R/com_qualified_item_missingness.R

Defines functions com_qualified_item_missingness

Documented in com_qualified_item_missingness

#' Compute Indicators for Qualified Item Missingness
#'
#' [Indicator]
#'
#' @inheritParams .template_function_indicator
#'
#' @param resp_vars [variable list] the name of the measurement variables
#' @param expected_observations [enum] HIERARCHY | ALL | SEGMENT. Report the
#'                                     number of observations expected using
#'                                     the old `PART_VAR` concept. See
#'                                     [com_item_missingness] for an
#'                                     explanation.
#'
#' @return A [list] with:
#'   - `SummaryTable`: [data.frame] containing data quality checks for
#'                     "Non-response rate" (`PCT_com_qum_nonresp`) and
#'                     "Refusal rate" (`PCT_com_qum_refusal`) for each response
#'                     variable in `resp_vars`.
#'   - `SummaryData`: a [data.frame] containing data quality checks for
#'                    “Non-response rate” and "Refusal rate"
#'                    for a report
#'
#' @export
com_qualified_item_missingness <-    function(resp_vars,
                                              study_data,
                                              label_col = NULL,
                                              item_level = "item_level",
                                              expected_observations = c("HIERARCHY",
                                                                        "ALL",
                                                                        "SEGMENT"),
                                              meta_data = item_level,
                                              meta_data_v2) {
  # TODO: Allow also here dates values as missing codes
  # TODO (for the example): Add also missing table assignments to the synthetic cases with PART_VAR working following the old implementation

  # Preparation of the input ----

  util_maybe_load_meta_data_v2()

  prep_prepare_dataframes(.replace_missings = FALSE)
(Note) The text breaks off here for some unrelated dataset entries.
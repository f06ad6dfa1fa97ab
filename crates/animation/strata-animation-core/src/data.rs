//! Clip data model: keyframe curves grouped into channels.
//!
//! Clips are immutable once built and shared as `Arc<AnimationClip>` across
//! every layer playing them.

use std::sync::Arc;

use serde::{Deserialize, Serialize};

use crate::error::ClipError;
use crate::interp::functions::{lerp_into, nlerp_quat_into, step_into};

/// How values between two keys are produced.
#[derive(Copy, Clone, Debug, Default, Serialize, Deserialize, PartialEq, Eq)]
#[serde(rename_all = "lowercase")]
pub enum Interpolation {
    #[default]
    Linear,
    /// Hold the left key until the next one.
    Step,
}

/// Animated property of a channel, derived from its property name.
#[derive(Clone, Debug, PartialEq, Eq, Hash)]
pub enum PropertyKind {
    Position,
    Rotation,
    Scale,
    /// Morph/blend-shape weights, stored on a blend-weight component.
    Weights,
    Other(Arc<str>),
}

impl PropertyKind {
    pub fn from_property_name(name: &str) -> Self {
        match name {
            "position" | "translation" => Self::Position,
            "rotation" => Self::Rotation,
            "scale" => Self::Scale,
            "weights" => Self::Weights,
            other => Self::Other(Arc::from(other)),
        }
    }

    #[inline]
    pub fn is_rotation(&self) -> bool {
        matches!(self, Self::Rotation)
    }
}

#[derive(Clone, Debug, Serialize, Deserialize, PartialEq)]
pub struct Keyframe {
    /// Seconds from clip start.
    pub time: f32,
    pub value: Vec<f32>,
}

/// Ordered keys of one channel.
#[derive(Clone, Debug, PartialEq)]
pub struct KeyframeCurve {
    pub(crate) keys: Vec<Keyframe>,
    pub(crate) length: f32,
    pub(crate) value_size: usize,
    pub(crate) interpolation: Interpolation,
}

impl KeyframeCurve {
    /// Build a curve whose length is the last key time.
    pub fn new(keys: Vec<Keyframe>) -> Self {
        let length = keys.last().map(|k| k.time).unwrap_or(0.0);
        Self::with_length(keys, length)
    }

    pub fn with_length(keys: Vec<Keyframe>, length: f32) -> Self {
        let value_size = keys.first().map(|k| k.value.len()).unwrap_or(0);
        Self {
            keys,
            length,
            value_size,
            interpolation: Interpolation::Linear,
        }
    }

    pub fn with_interpolation(mut self, interpolation: Interpolation) -> Self {
        self.interpolation = interpolation;
        self
    }

    #[inline]
    pub fn keys(&self) -> &[Keyframe] {
        &self.keys
    }

    #[inline]
    pub fn length(&self) -> f32 {
        self.length
    }

    #[inline]
    pub fn value_size(&self) -> usize {
        self.value_size
    }

    #[inline]
    pub fn interpolation(&self) -> Interpolation {
        self.interpolation
    }

    fn validate(&self, channel: usize, path: &str) -> Result<(), ClipError> {
        if self.keys.is_empty() {
            return Err(ClipError::EmptyCurve {
                channel,
                path: path.to_string(),
            });
        }
        let mut last = f32::NEG_INFINITY;
        for (key, k) in self.keys.iter().enumerate() {
            if !k.time.is_finite() {
                return Err(ClipError::NonFiniteTime { channel, key });
            }
            if k.time < last {
                return Err(ClipError::UnsortedKeys {
                    channel,
                    path: path.to_string(),
                    key,
                });
            }
            if k.value.len() != self.value_size {
                return Err(ClipError::ValueSizeMismatch {
                    channel,
                    key,
                    expected: self.value_size,
                    actual: k.value.len(),
                });
            }
            last = k.time;
        }
        if !self.length.is_finite() || self.length < last {
            return Err(ClipError::InvalidLength {
                channel,
                length: self.length,
                last_key: last,
            });
        }
        Ok(())
    }
}

/// One animated property track.
#[derive(Clone, Debug, PartialEq)]
pub struct ClipChannel {
    /// Node name (or path) relative to the playback root.
    pub relative_path: String,
    pub property_name: String,
    pub curve: KeyframeCurve,
    kind: PropertyKind,
}

impl ClipChannel {
    pub fn new(relative_path: impl Into<String>, property_name: impl Into<String>, curve: KeyframeCurve) -> Self {
        let property_name = property_name.into();
        Self {
            relative_path: relative_path.into(),
            kind: PropertyKind::from_property_name(&property_name),
            property_name,
            curve,
        }
    }

    #[inline]
    pub fn kind(&self) -> &PropertyKind {
        &self.kind
    }
}

/// Authored bundle of channels.
#[derive(Clone, Debug, PartialEq)]
pub struct AnimationClip {
    name: String,
    channels: Vec<ClipChannel>,
    duration: f32,
    duration_index: usize,
}

impl AnimationClip {
    /// Validate channels and cache the duration channel.
    pub fn new(name: impl Into<String>, channels: Vec<ClipChannel>) -> Result<Self, ClipError> {
        let name = name.into();
        if channels.is_empty() {
            return Err(ClipError::EmptyClip { clip: name });
        }
        let mut duration = f32::NEG_INFINITY;
        let mut duration_index = 0;
        for (i, ch) in channels.iter().enumerate() {
            ch.curve.validate(i, &ch.relative_path)?;
            if ch.curve.length > duration {
                duration = ch.curve.length;
                duration_index = i;
            }
        }
        Ok(Self {
            name,
            channels,
            duration,
            duration_index,
        })
    }

    #[inline]
    pub fn name(&self) -> &str {
        &self.name
    }

    #[inline]
    pub fn channel_count(&self) -> usize {
        self.channels.len()
    }

    #[inline]
    pub fn channels(&self) -> &[ClipChannel] {
        &self.channels
    }

    #[inline]
    pub fn channel(&self, index: usize) -> Option<&ClipChannel> {
        self.channels.get(index)
    }

    /// Longest curve length in seconds.
    #[inline]
    pub fn duration(&self) -> f32 {
        self.duration
    }

    /// Channel whose clock drives events and loop detection.
    #[inline]
    pub fn duration_index(&self) -> usize {
        self.duration_index
    }

    /// Zeroed value buffer sized for a channel.
    pub fn create_channel_value(&self, index: usize) -> Vec<f32> {
        vec![0.0; self.channels.get(index).map_or(0, |c| c.curve.value_size)]
    }

    /// Interpolate between two keys of a channel into `out` and return it.
    /// Rotation channels are blended as normalized quaternions.
    pub fn evaluate<'a>(
        &self,
        out: &'a mut [f32],
        channel: usize,
        current_key: usize,
        next_key: usize,
        alpha: f32,
    ) -> &'a mut [f32] {
        let Some(ch) = self.channels.get(channel) else {
            return out;
        };
        let keys = &ch.curve.keys;
        let (Some(a), Some(b)) = (keys.get(current_key), keys.get(next_key)) else {
            return out;
        };
        match ch.curve.interpolation {
            Interpolation::Step => step_into(out, &a.value),
            Interpolation::Linear if ch.kind.is_rotation() && a.value.len() == 4 => {
                nlerp_quat_into(out, &a.value, &b.value, alpha)
            }
            Interpolation::Linear => lerp_into(out, &a.value, &b.value, alpha),
        }
        out
    }
}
  expected_observations <- util_match_arg(expected_observations)

  if (missing(resp_vars) || length(resp_vars) == 0) {
    resp_vars <- meta_data[[label_col]]
  }

  util_correct_variable_use(resp_vars,
                            allow_more_than_one = TRUE,
                            allow_all_obs_na = TRUE,
                            allow_any_obs_na = TRUE)

  # allowed AAPOR-States
  AAPOR_STATES <- c("I", "P", "PL", "R", "BO", "NC", "O", "UH", "UO", "NE")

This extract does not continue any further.